# Goal of the exercise:
Each line that includes "host" must be copied from the records.

# Source records:
####################

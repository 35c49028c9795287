//! Tick metrics and logging setup.
//!
//! Counters are atomics so the host can read them from another task while
//! the engine is held behind a lock.

use std::sync::atomic::{AtomicU64, Ordering};
use std::time::{Duration, Instant};
use tracing_subscriber::EnvFilter;

pub struct TickMetrics {
    tick_count: AtomicU64,
    population: AtomicU64,
    births: AtomicU64,
    deaths: AtomicU64,
    last_tick_us: AtomicU64,
    summary_interval: u64,
    start_time: Instant,
}

impl Default for TickMetrics {
    fn default() -> Self {
        Self::new(100)
    }
}

impl std::fmt::Debug for TickMetrics {
    fn fmt(&self, f: &mut std::fmt::Formatter<'_>) -> std::fmt::Result {
        f.debug_struct("TickMetrics")
            .field("tick_count", &self.tick_count())
            .field("population", &self.population())
            .finish_non_exhaustive()
    }
}

impl TickMetrics {
    /// `summary_interval` of 0 disables the periodic summary.
    #[must_use]
    pub fn new(summary_interval: u64) -> Self {
        Self {
            tick_count: AtomicU64::new(0),
            population: AtomicU64::new(0),
            births: AtomicU64::new(0),
            deaths: AtomicU64::new(0),
            last_tick_us: AtomicU64::new(0),
            summary_interval,
            start_time: Instant::now(),
        }
    }

    /// Records a completed tick.
    pub fn record_tick(
        &self,
        time: u64,
        duration: Duration,
        population: usize,
        births: u32,
        deaths: u32,
    ) {
        let tick = self.tick_count.fetch_add(1, Ordering::Relaxed) + 1;
        self.population.store(population as u64, Ordering::Relaxed);
        self.births.fetch_add(u64::from(births), Ordering::Relaxed);
        self.deaths.fetch_add(u64::from(deaths), Ordering::Relaxed);
        self.last_tick_us
            .store(duration.as_micros() as u64, Ordering::Relaxed);

        if self.summary_interval > 0 && tick % self.summary_interval == 0 {
            tracing::info!(
                time,
                population,
                births = self.births.load(Ordering::Relaxed),
                deaths = self.deaths.load(Ordering::Relaxed),
                duration_us = duration.as_micros() as u64,
                "Simulation tick"
            );
        }
    }

    /// Ticks recorded since creation or the last [`Self::reset`].
    #[must_use]
    pub fn tick_count(&self) -> u64 {
        self.tick_count.load(Ordering::Relaxed)
    }

    #[must_use]
    pub fn population(&self) -> u64 {
        self.population.load(Ordering::Relaxed)
    }

    #[must_use]
    pub fn total_births(&self) -> u64 {
        self.births.load(Ordering::Relaxed)
    }

    #[must_use]
    pub fn total_deaths(&self) -> u64 {
        self.deaths.load(Ordering::Relaxed)
    }

    #[must_use]
    pub fn last_tick(&self) -> Duration {
        Duration::from_micros(self.last_tick_us.load(Ordering::Relaxed))
    }

    #[must_use]
    pub fn elapsed(&self) -> Duration {
        self.start_time.elapsed()
    }

    pub fn reset(&self) {
        for counter in [
            &self.tick_count,
            &self.population,
            &self.births,
            &self.deaths,
            &self.last_tick_us,
        ] {
            counter.store(0, Ordering::Relaxed);
        }
    }
}

/// Installs the global `tracing` subscriber.
///
/// `RUST_LOG` wins over `default_level`. Calling this twice is harmless.
pub fn init_logging(default_level: &str) {
    let filter =
        EnvFilter::try_from_default_env().unwrap_or_else(|_| EnvFilter::new(default_level));
    tracing::subscriber::set_global_default(
        tracing_subscriber::fmt()
            .with_env_filter(filter)
            .with_target(false)
            .finish(),
    )
    .ok();
}

#[cfg(test)]
mod tests {
    use super::*;

    #[test]
    fn test_metrics_new() {
        let metrics = TickMetrics::new(10);
        assert_eq!(metrics.tick_count(), 0);
    }

    #[test]
    fn test_record_tick() {
        let metrics = TickMetrics::new(10);
        metrics.record_tick(1, Duration::from_micros(250), 120, 3, 1);
        metrics.record_tick(2, Duration::from_micros(300), 118, 0, 2);
        assert_eq!(metrics.tick_count(), 2);
        assert_eq!(metrics.population(), 118);
        assert_eq!(metrics.total_births(), 3);
        assert_eq!(metrics.total_deaths(), 3);
        assert_eq!(metrics.last_tick(), Duration::from_micros(300));
    }

    #[test]
    fn test_reset_zeroes_counters() {
        let metrics = TickMetrics::new(0);
        metrics.record_tick(1, Duration::from_millis(1), 5, 1, 1);
        metrics.reset();
        assert_eq!(metrics.tick_count(), 0);
        assert_eq!(metrics.total_births(), 0);
    }
}
//! Configuration management for simulation parameters.
//!
//! Strongly-typed configuration structures that map to `config.toml`.
//!
//! ## Configuration Hierarchy
//!
//! 1. Default values (hardcoded in `Default` impls)
//! 2. `config.toml` file (overrides defaults)
//! 3. Command line flags in the host binary (seed, speed, save path)
//!
//! ## Example `config.toml`
//!
//! ```toml
//! [engine]
//! history_cap = 200
//! cycle_length = 100
//! migration_interval = 10
//! hunt_draw = "AlwaysDraw"
//!
//! [scheduler]
//! speed = 5
//!
//! [persistence]
//! path = "save.json"
//! ```

use crate::events::EventPolicy;
use serde::{Deserialize, Serialize};
use std::path::Path;

/// Whether a failed hunt (empty prey pool) still consumes the prey-index draw.
#[derive(Debug, Clone, Copy, PartialEq, Eq, Default, Serialize, Deserialize)]
pub enum HuntDrawPolicy {
    /// Draw the prey index even when the pool is empty. Keeps the number of
    /// draws per hunt fixed.
    #[default]
    AlwaysDraw,
    /// Skip the prey-index draw when there is nothing to catch.
    SkipWhenEmpty,
}

/// When a consumer pays the reproduction energy cost.
#[derive(Debug, Clone, Copy, PartialEq, Eq, Default, Serialize, Deserialize)]
pub enum BreedCostPolicy {
    /// Charged as soon as the breed-rate roll succeeds.
    #[default]
    OnBreedRoll,
    /// Charged only when the density-damping roll also succeeds.
    OnBirth,
}

/// Tick engine parameters.
#[derive(Serialize, Deserialize, Debug, Clone, PartialEq)]
#[serde(default)]
pub struct EngineConfig {
    /// Maximum samples kept per history series.
    pub history_cap: usize,
    /// Ticks per seasonal sunlight cycle.
    pub cycle_length: u64,
    /// Migration runs on ticks divisible by this. 0 disables migration.
    pub migration_interval: u64,
    pub migration_chance: f64,
    /// A consumer may migrate in only when some diet species exceeds this.
    pub migration_food_threshold: usize,
    /// Density-damping capacity for producers.
    pub producer_capacity: f64,
    /// Density-damping capacity for consumers.
    pub consumer_capacity: f64,
    /// Lower bound of the density-damping factor.
    pub min_breed_factor: f64,
    /// Newborn producer energy as a fraction of `max_energy`.
    pub producer_birth_energy: f64,
    /// Newborn consumer energy as a fraction of `max_energy`.
    pub consumer_birth_energy: f64,
    /// Parent energy multiplier after consumer reproduction.
    pub breed_cost_factor: f64,
    pub hunt_draw: HuntDrawPolicy,
    pub breed_cost: BreedCostPolicy,
}

impl Default for EngineConfig {
    fn default() -> Self {
        Self {
            history_cap: 200,
            cycle_length: 100,
            migration_interval: 10,
            migration_chance: 0.10,
            migration_food_threshold: 10,
            producer_capacity: 200.0,
            consumer_capacity: 100.0,
            min_breed_factor: 0.1,
            producer_birth_energy: 0.5,
            consumer_birth_energy: 0.6,
            breed_cost_factor: 0.7,
            hunt_draw: HuntDrawPolicy::AlwaysDraw,
            breed_cost: BreedCostPolicy::OnBreedRoll,
        }
    }
}

/// Periodic tick scheduling.
#[derive(Serialize, Deserialize, Debug, Clone, PartialEq)]
#[serde(default)]
pub struct SchedulerConfig {
    /// Speed level 1..=10, see [`tick_interval_ms`].
    pub speed: u8,
    /// Save a snapshot whenever the scheduler stops.
    pub save_on_stop: bool,
    /// Fixed seed for fresh starts; `None` draws one from OS entropy.
    pub seed: Option<u32>,
}

impl Default for SchedulerConfig {
    fn default() -> Self {
        Self {
            speed: 6,
            save_on_stop: true,
            seed: None,
        }
    }
}

#[derive(Serialize, Deserialize, Debug, Clone, PartialEq)]
#[serde(default)]
pub struct PersistenceConfig {
    pub enabled: bool,
    /// Snapshot file. A `.gz` suffix enables gzip compression.
    pub path: String,
}

impl Default for PersistenceConfig {
    fn default() -> Self {
        Self {
            enabled: true,
            path: "save.json".to_string(),
        }
    }
}

#[derive(Serialize, Deserialize, Debug, Clone, PartialEq)]
#[serde(default)]
pub struct LoggingConfig {
    /// `tracing` filter directive used when `RUST_LOG` is unset.
    pub level: String,
    /// Emit a tick summary every N ticks.
    pub summary_interval: u64,
    /// Directory for the JSONL event log. Empty disables it.
    pub event_log_dir: String,
}

impl Default for LoggingConfig {
    fn default() -> Self {
        Self {
            level: "info".to_string(),
            summary_interval: 100,
            event_log_dir: "logs".to_string(),
        }
    }
}

#[derive(Serialize, Deserialize, Debug, Clone, PartialEq, Default)]
#[serde(default)]
pub struct AppConfig {
    pub engine: EngineConfig,
    pub scheduler: SchedulerConfig,
    pub persistence: PersistenceConfig,
    pub logging: LoggingConfig,
    pub events: EventPolicy,
}

/// Milliseconds between ticks for a speed level in `1..=10`.
///
/// Returns `None` for levels outside that range.
#[must_use]
pub fn tick_interval_ms(level: u8) -> Option<u64> {
    if (1..=10).contains(&level) {
        Some(1000 - (u64::from(level) - 1) * 100)
    } else {
        None
    }
}

impl AppConfig {
    /// Validates all configuration parameters.
    ///
    /// Returns `Ok(())` if all parameters are valid, or `Err` with a description
    /// of the first validation failure.
    pub fn validate(&self) -> anyhow::Result<()> {
        let e = &self.engine;
        anyhow::ensure!(e.history_cap > 0, "History cap must be positive");
        anyhow::ensure!(e.cycle_length > 0, "Cycle length must be positive");
        anyhow::ensure!(
            (0.0..=1.0).contains(&e.migration_chance),
            "Migration chance must be in [0.0, 1.0]"
        );
        anyhow::ensure!(
            e.producer_capacity > 0.0 && e.consumer_capacity > 0.0,
            "Density capacities must be positive"
        );
        anyhow::ensure!(
            (0.0..=1.0).contains(&e.min_breed_factor),
            "Minimum breed factor must be in [0.0, 1.0]"
        );
        anyhow::ensure!(
            (0.0..=1.0).contains(&e.producer_birth_energy)
                && (0.0..=1.0).contains(&e.consumer_birth_energy),
            "Birth energy fractions must be in [0.0, 1.0]"
        );
        anyhow::ensure!(
            (0.0..=1.0).contains(&e.breed_cost_factor),
            "Breed cost factor must be in [0.0, 1.0]"
        );

        anyhow::ensure!(
            tick_interval_ms(self.scheduler.speed).is_some(),
            "Scheduler speed must be in [1, 10]"
        );
        anyhow::ensure!(
            !self.persistence.enabled || !self.persistence.path.trim().is_empty(),
            "Persistence path must not be empty when persistence is enabled"
        );
        anyhow::ensure!(
            self.logging.summary_interval > 0,
            "Summary interval must be positive"
        );
        self.events.validate()?;
        Ok(())
    }

    /// Parses and validates configuration from TOML text.
    pub fn from_toml(content: &str) -> anyhow::Result<Self> {
        let config = toml::from_str::<Self>(content)?;
        config.validate()?;
        Ok(config)
    }

    /// Loads `path`, falling back to defaults when it is missing or invalid.
    ///
    /// A default file is written when none exists.
    pub fn load_or_default(path: impl AsRef<Path>) -> Self {
        let path = path.as_ref();
        if let Ok(content) = std::fs::read_to_string(path) {
            match Self::from_toml(&content) {
                Ok(config) => return config,
                Err(e) => {
                    tracing::warn!(path = %path.display(), error = %e, "Invalid config, using defaults");
                }
            }
        }
        let default = Self::default();
        if !path.exists() {
            if let Ok(toml_str) = toml::to_string(&default) {
                let _ = std::fs::write(path, toml_str);
            }
        }
        default
    }

    /// Hash of the parameters that affect simulation outcomes.
    #[must_use]
    pub fn fingerprint(&self) -> String {
        use sha2::{Digest, Sha256};
        let mut hasher = Sha256::new();
        hasher.update(format!("{:?}", self.engine).as_bytes());
        hex::encode(hasher.finalize())
    }
}
//! Snapshot stores.
//!
//! A store saves and loads whole [`EngineSnapshot`]s. Failures never reach
//! the caller as errors: `save` reports `false` and `load` reports `None`,
//! and both log the cause.

use crate::error::{IoError, Result};
use crate::serialization::{from_json, read_text, to_json, write_text};
use ecotick_core::snapshot::EngineSnapshot;
use serde::{Deserialize, Serialize};
use sha2::{Digest, Sha256};
use std::path::PathBuf;
use std::sync::Mutex;

const FORMAT: &str = "ecotick-snapshot";

pub trait SnapshotStore: Send + Sync {
    /// Persists `snapshot`, replacing any earlier one. Returns `false` on failure.
    fn save(&self, snapshot: &EngineSnapshot) -> bool;

    /// The last saved snapshot, or `None` when absent or unreadable.
    fn load(&self) -> Option<EngineSnapshot>;
}

/// On-disk wrapper around a snapshot.
#[derive(Serialize, Deserialize, Debug)]
struct SaveFile {
    format: String,
    saved_at: String,
    checksum: String,
    snapshot: EngineSnapshot,
}

fn checksum(snapshot: &EngineSnapshot) -> Result<String> {
    let json = to_json(snapshot)?;
    let mut hasher = Sha256::new();
    hasher.update(json.as_bytes());
    Ok(hex::encode(hasher.finalize()))
}

/// Encodes a snapshot with its checksum envelope.
pub fn encode_snapshot(snapshot: &EngineSnapshot) -> Result<String> {
    let file = SaveFile {
        format: FORMAT.to_string(),
        saved_at: chrono::Utc::now().to_rfc3339(),
        checksum: checksum(snapshot)?,
        snapshot: snapshot.clone(),
    };
    to_json(&file)
}

/// Decodes and verifies a snapshot envelope.
pub fn decode_snapshot(text: &str) -> Result<EngineSnapshot> {
    let file: SaveFile = from_json(text)?;
    if file.format != FORMAT {
        return Err(IoError::UnknownFormat(file.format));
    }
    let found = checksum(&file.snapshot)?;
    if found != file.checksum {
        return Err(IoError::Checksum {
            expected: file.checksum,
            found,
        });
    }
    Ok(file.snapshot)
}

/// JSON file store. Paths ending in `.gz` are gzip-compressed.
#[derive(Debug, Clone)]
pub struct JsonFileStore {
    path: PathBuf,
}

impl JsonFileStore {
    pub fn new(path: impl Into<PathBuf>) -> Self {
        Self { path: path.into() }
    }

    pub fn try_save(&self, snapshot: &EngineSnapshot) -> Result<()> {
        let text = encode_snapshot(snapshot)?;
        write_text(&self.path, &text)
    }

    pub fn try_load(&self) -> Result<EngineSnapshot> {
        let text = read_text(&self.path)?;
        decode_snapshot(&text)
    }

    /// Deletes the save file if present.
    pub fn clear(&self) -> Result<()> {
        match std::fs::remove_file(&self.path) {
            Err(e) if e.kind() != std::io::ErrorKind::NotFound => Err(e.into()),
            _ => Ok(()),
        }
    }
}

impl SnapshotStore for JsonFileStore {
    fn save(&self, snapshot: &EngineSnapshot) -> bool {
        match self.try_save(snapshot) {
            Ok(()) => {
                tracing::debug!(path = %self.path.display(), time = snapshot.time, "Snapshot saved");
                true
            }
            Err(e) => {
                tracing::warn!(path = %self.path.display(), error = %e, "Failed to save snapshot");
                false
            }
        }
    }

    fn load(&self) -> Option<EngineSnapshot> {
        match self.try_load() {
            Ok(snapshot) => Some(snapshot),
            Err(e) if e.is_not_found() => {
                tracing::debug!(path = %self.path.display(), "No saved snapshot");
                None
            }
            Err(e) if e.is_corrupt() => {
                tracing::warn!(path = %self.path.display(), error = %e, "Discarding corrupt snapshot");
                None
            }
            Err(e) => {
                tracing::warn!(path = %self.path.display(), error = %e, "Cannot load snapshot");
                None
            }
        }
    }
}

/// In-memory store holding the encoded envelope, so it exercises the same
/// encode/verify path as the file store.
#[derive(Debug, Default)]
pub struct MemoryStore {
    slot: Mutex<Option<String>>,
    saves: Mutex<usize>,
}

impl MemoryStore {
    #[must_use]
    pub fn new() -> Self {
        Self::default()
    }

    /// Replaces the stored text verbatim, for corruption tests.
    pub fn put_raw(&self, text: impl Into<String>) {
        *self.slot.lock().unwrap_or_else(|e| e.into_inner()) = Some(text.into());
    }

    #[must_use]
    pub fn raw(&self) -> Option<String> {
        self.slot.lock().unwrap_or_else(|e| e.into_inner()).clone()
    }

    /// Successful saves so far.
    #[must_use]
    pub fn save_count(&self) -> usize {
        *self.saves.lock().unwrap_or_else(|e| e.into_inner())
    }
}

impl SnapshotStore for MemoryStore {
    fn save(&self, snapshot: &EngineSnapshot) -> bool {
        match encode_snapshot(snapshot) {
            Ok(text) => {
                self.put_raw(text);
                *self.saves.lock().unwrap_or_else(|e| e.into_inner()) += 1;
                true
            }
            Err(e) => {
                tracing::warn!(error = %e, "Failed to encode snapshot");
                false
            }
        }
    }

    fn load(&self) -> Option<EngineSnapshot> {
        let text = self.raw()?;
        decode_snapshot(&text)
            .map_err(|e| tracing::warn!(error = %e, "Discarding unreadable snapshot"))
            .ok()
    }
}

####################

# Task response:
//! Counters are atomics so the host can read them from another task while
//! 3. Command line flags in the host binary (seed, speed, save path)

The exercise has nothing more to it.